Voters fill out their mail-in ballots among stacks of books at the Madison Central Public Library Nov. 6 in Milwaukee. (Chip Somodevilla/Getty Images)

Just one day before Election Day, more than 41 million people have already cast their ballots. And in several states — including two battleground states — more people voted before Election Day than in 2018, according to data from election officials Edison Research and Catalist.

In Georgia and Wisconsin, more people voted before Election Day than four years ago. In Peach State, where Democrats will try to retain a key Senate seat, more than 2.5 million people have already voted. In 2018, a total of over 2.1 million Georgian voters cast their ballots before election day.

It’s a similar story in Wisconsin where Republicans will be trying to hold on to their Senate seats. More than 715,000 Wisconsinans have already voted midterm in 2022, while less than 580,000 voted before Election Day in 2018.

The total number of pre-election voters does not predict total turnout in this election cycle – and voting trends have changed since Covid-19 created new opportunities for many voters to vote ahead of Election Day.

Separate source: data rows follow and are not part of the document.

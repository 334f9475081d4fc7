//! Resolver plumbing for subscription fields.

use crate::executor::{Context, FieldError};
use indexmap::IndexMap;
use serde::de::DeserializeOwned;
use serde_json::Value;
use std::future::Future;
use std::pin::Pin;
use std::sync::Arc;
use thiserror::Error;

/// Field arguments of a subscription request, in the order they were given.
#[derive(Debug, Clone, Default, PartialEq)]
pub struct ResolverArgs {
    values: IndexMap<String, Value>,
}

impl ResolverArgs {
    pub fn new() -> Self {
        Self::default()
    }

    /// Raw value of `name`.
    pub fn get(&self, name: &str) -> Option<&Value> {
        self.values.get(name)
    }

    /// Decodes `name`, or `None` if it is absent or does not decode as `T`.
    pub fn get_as<T: DeserializeOwned>(&self, name: &str) -> Option<T> {
        self.require(name).ok()
    }

    /// Decodes `name`, failing if it is absent or malformed.
    pub fn require<T: DeserializeOwned>(&self, name: &str) -> Result<T, ResolverError> {
        let Some(value) = self.values.get(name) else {
            return Err(ResolverError::MissingArgument(name.to_string()));
        };
        T::deserialize(value)
            .map_err(|e| ResolverError::ArgumentParseError(name.to_string(), e.to_string()))
    }

    pub fn len(&self) -> usize {
        self.values.len()
    }

    pub fn is_empty(&self) -> bool {
        self.values.is_empty()
    }

    /// Sets `name`, replacing any previous value.
    pub fn set(&mut self, name: impl Into<String>, value: Value) {
        self.values.insert(name.into(), value);
    }

    /// Iterates over `(name, value)` pairs.
    pub fn iter(&self) -> impl Iterator<Item = (&str, &Value)> {
        self.values.iter().map(|(k, v)| (k.as_str(), v))
    }
}

impl<K: Into<String>> FromIterator<(K, Value)> for ResolverArgs {
    fn from_iter<I: IntoIterator<Item = (K, Value)>>(iter: I) -> Self {
        Self {
            values: iter.into_iter().map(|(k, v)| (k.into(), v)).collect(),
        }
    }
}

/// Outcome of resolving one field value.
pub type ResolverResult = Result<Value, ResolverError>;

/// Boxed future returned by per-event resolvers.
pub type ResolverFuture<'a> = Pin<Box<dyn Future<Output = ResolverResult> + Send + 'a>>;

/// A per-event resolver, type-erased.
pub(crate) type EventResolverFn =
    Arc<dyn Fn(Value, Context, ResolverArgs) -> ResolverFuture<'static> + Send + Sync>;

/// Boxes an async closure into an [`EventResolverFn`].
pub(crate) fn event_resolver<F, Fut>(f: F) -> EventResolverFn
where
    F: Fn(Value, Context, ResolverArgs) -> Fut + Send + Sync + 'static,
    Fut: Future<Output = ResolverResult> + Send + 'static,
{
    Arc::new(move |event, ctx, args| -> ResolverFuture<'static> { Box::pin(f(event, ctx, args)) })
}

/// Failure while resolving a subscription field.
#[derive(Debug, Clone, PartialEq, Error)]
pub enum ResolverError {
    /// The schema has no such subscription field.
    #[error("Field not found: {0}")]
    FieldNotFound(String),

    /// A required argument was not supplied.
    #[error("Missing required argument: {0}")]
    MissingArgument(String),

    /// An argument did not decode to the expected type.
    #[error("Failed to parse argument '{0}': {1}")]
    ArgumentParseError(String, String),

    /// The per-event resolver did not finish in time.
    #[error("Resolver for '{field}' timed out after {timeout_ms}ms")]
    Timeout { field: String, timeout_ms: u64 },

    /// Error raised by application code.
    #[error("{0}")]
    Custom(String),

    /// Unexpected failure inside the runtime.
    #[error("Internal error: {0}")]
    Internal(String),
}

impl ResolverError {
    /// Returns the error code reported in the `code` extension.
    pub const fn code(&self) -> &'static str {
        match self {
            Self::FieldNotFound(_) => "FIELD_NOT_FOUND",
            Self::MissingArgument(_) | Self::ArgumentParseError(..) => "VALIDATION_ERROR",
            Self::Timeout { .. } => "RESOLVER_TIMEOUT",
            Self::Custom(_) => "RESOLVER_ERROR",
            Self::Internal(_) => "INTERNAL_ERROR",
        }
    }
}

impl From<ResolverError> for FieldError {
    fn from(error: ResolverError) -> Self {
        FieldError::new(error.to_string()).with_code(error.code())
    }
}

/// Looks a field up on a parent object.
///
/// Falls back to the snake_case spelling of `field_name`, so serialized Rust
/// structs can back camelCase selections. Missing fields resolve to null.
pub(crate) fn lookup_field(parent: &serde_json::Map<String, Value>, field_name: &str) -> Value {
    parent
        .get(field_name)
        .or_else(|| parent.get(&to_snake_case(field_name)))
        .cloned()
        .unwrap_or(Value::Null)
}

fn to_snake_case(name: &str) -> String {
    let mut out = String::with_capacity(name.len() + 4);
    for (i, c) in name.char_indices() {
        if c.is_uppercase() && i > 0 {
            out.push('_');
        }
        out.extend(c.to_lowercase());
    }
    out
}

#[cfg(test)]
mod tests {
    use super::*;
    use serde_json::json;

    #[test]
    fn test_args_keep_order() {
        let mut args = ResolverArgs::new();
        args.set("room", json!("lobby"));
        args.set("limit", json!(10));
        args.set("room", json!("kitchen"));

        assert_eq!(args.len(), 2);
        assert_eq!(args.get_as::<u32>("limit"), Some(10));
        assert_eq!(args.get_as::<u32>("room"), None);
        let names: Vec<_> = args.iter().map(|(name, _)| name).collect();
        assert_eq!(names, vec!["room", "limit"]);
    }

    #[test]
    fn test_require() {
        let args: ResolverArgs = [("id", json!("abc"))].into_iter().collect();

        assert_eq!(args.require::<String>("id"), Ok("abc".to_string()));
        assert_eq!(
            args.require::<String>("name"),
            Err(ResolverError::MissingArgument("name".to_string()))
        );
        assert!(matches!(
            args.require::<i64>("id"),
            Err(ResolverError::ArgumentParseError(name, _)) if name == "id"
        ));
    }

    #[test]
    fn test_to_snake_case() {
        assert_eq!(to_snake_case("createdAt"), "created_at");
        assert_eq!(to_snake_case("userEventId"), "user_event_id");
        assert_eq!(to_snake_case("user"), "user");
    }

    #[test]
    fn test_lookup_field() {
        let parent = json!({"name": "Alice", "created_at": "today"});
        let parent = parent.as_object().unwrap();

        assert_eq!(lookup_field(parent, "name"), json!("Alice"));
        assert_eq!(lookup_field(parent, "createdAt"), json!("today"));
        assert_eq!(lookup_field(parent, "missing"), Value::Null);
    }

    #[test]
    fn test_field_error_conversion() {
        let error: FieldError = ResolverError::MissingArgument("id".to_string()).into();
        assert_eq!(error.message, "Missing required argument: id");
        assert_eq!(error.code(), Some("VALIDATION_ERROR"));
    }

    #[tokio::test]
    async fn test_event_resolver() {
        let resolver = event_resolver(|event, ctx, args| async move {
            let suffix: String = args.get_as("suffix").unwrap_or_default();
            let user: Option<String> = ctx.get("user");
            Ok(json!(format!(
                "{}{}-{}",
                event.as_str().unwrap_or_default(),
                suffix,
                user.unwrap_or_default()
            )))
        });

        let mut ctx = Context::new();
        ctx.set("user", "bob");
        let args: ResolverArgs = [("suffix", json!("!"))].into_iter().collect();

        let value = resolver(json!("hi"), ctx, args).await.unwrap();
        assert_eq!(value, json!("hi!-bob"));
    }
}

Pre-election voting is still well below 2020 levels, which is no surprise given the higher turnout in presidential elections and the unusual circumstances of the pandemic.

And Democrats are more likely to vote early — either by mail or early in person — while Republicans are more likely to vote in person on Election Day.

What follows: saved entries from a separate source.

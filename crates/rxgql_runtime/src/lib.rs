//! GraphQL subscription runtime for rxgql.
//!
//! This crate turns push sources into GraphQL subscription streams:
//! - `event_stream`: the `EventStream` capability execution depends on
//! - `observable_stream`: `ObservableEventStream`, the observable-backed stream
//! - `subscription`: root fields, schema and `subscribe`
//! - `executor`: per-event resolution into `Response`s
//! - `selection`: selection sets and response shaping
//! - `resolver`: resolver arguments and errors
//! - `pubsub`: topic hub for publishing events
//! - `config`: execution configuration

pub mod config;
pub mod event_stream;
pub mod executor;
pub mod observable_stream;
pub mod pubsub;
pub mod resolver;
pub mod selection;
pub mod subscription;

pub use config::SubscriptionConfig;
pub use event_stream::EventStream;
pub use executor::{Context, FieldError, PathSegment, Response, ResponseFuture};
pub use observable_stream::{
    ObservableEventStream, ObservableSubscriptionEventStream, ToEventStream,
};
pub use pubsub::{PubSub, TypedPubSub};
pub use resolver::{ResolverArgs, ResolverError, ResolverFuture, ResolverResult};
pub use selection::{Selection, SelectionSet};
pub use subscription::{
    SchemaError, SubscriptionField, SubscriptionRequest, SubscriptionResult, SubscriptionSchema,
    SubscriptionSchemaBuilder,
};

Connecticut, Delaware, Kentucky, Louisiana, Maine, Massachusetts, Michigan, New York, Pennsylvania, Rhode Island, South Carolina, Vermont and Virginia have also already exceeded the total number of votes. pre-elections registered in 2018.

In most of those states, including Michigan, New York and Pennsylvania, no-excuse early voting was not available to voters four years ago.

In key states this election cycle where voters are registering by party, only one state — Arizona — saw a higher share of Democrats voting than at this point in the cycle in 2018.

Arizona Democrats make up 38% of those who have already voted, up from the 36% share they had in 2018, according to data from Catalist, a company that provides data, insights and data. analytics and other services to Democrats, academics, and nonprofit issues. -advocacy organizations and provides insight into who is voting ahead of November.

The Republican share of pre-election turnout fell in the state with 37% of pre-election votes cast by Republicans. In 2018, Republicans in Arizona cast 41% of pre-election votes at the same point in the cycle.

Ohio Democrats also cast a larger share of pre-election votes than in 2018. Democrats made up 32% of Ohio’s pre-election electorate four years ago, and this time around they represented 34%. The Republican share fell from 31% to 29%.

Many Republican leaders, like former President Donald Trump, have questioned some pre-election voting methods like early voting, and encouraged Republicans to vote on Election Day.

In a potentially competitive state, Republicans make up a larger share of those who voted before the election than Democrats.

In Florida, where Republican Gov. Ron DeSantis and GOP Sen. Marco Rubio are both favorites for re-election, 43% of those who have already voted are Republicans, while 36% are Democrats. At this point in 2018, when the state narrowly elected DeSantis and ousted a Democratic senator, 41% of those who voted were Republicans and 40% were Democrats.

The pre-election electorate is also slightly younger in most key states than it was at this point in 2018.

In Arizona, Georgia and Wisconsin, a greater proportion of voters under 40 have already voted than four years ago.

In Arizona, more than 15% of those who have already voted are under 40. In 2018, this demographic group represented 14% of the pre-election electorate.

And in Georgia, a larger increase is observed. In 2018, more than 17% of those who voted at this stage were under 40. This share is now over 19% for this election.

In Wisconsin, voters under 40 make up 13.5% of those who have already voted, compared to four years ago this demographic made up about 12% of the pre-election electorate.

Most of these states saw the initial surge in the number of young voters casting ballots before Election Day between 2018 and 2020, when Covid-19 precautions expanded opportunities for pre-election voting.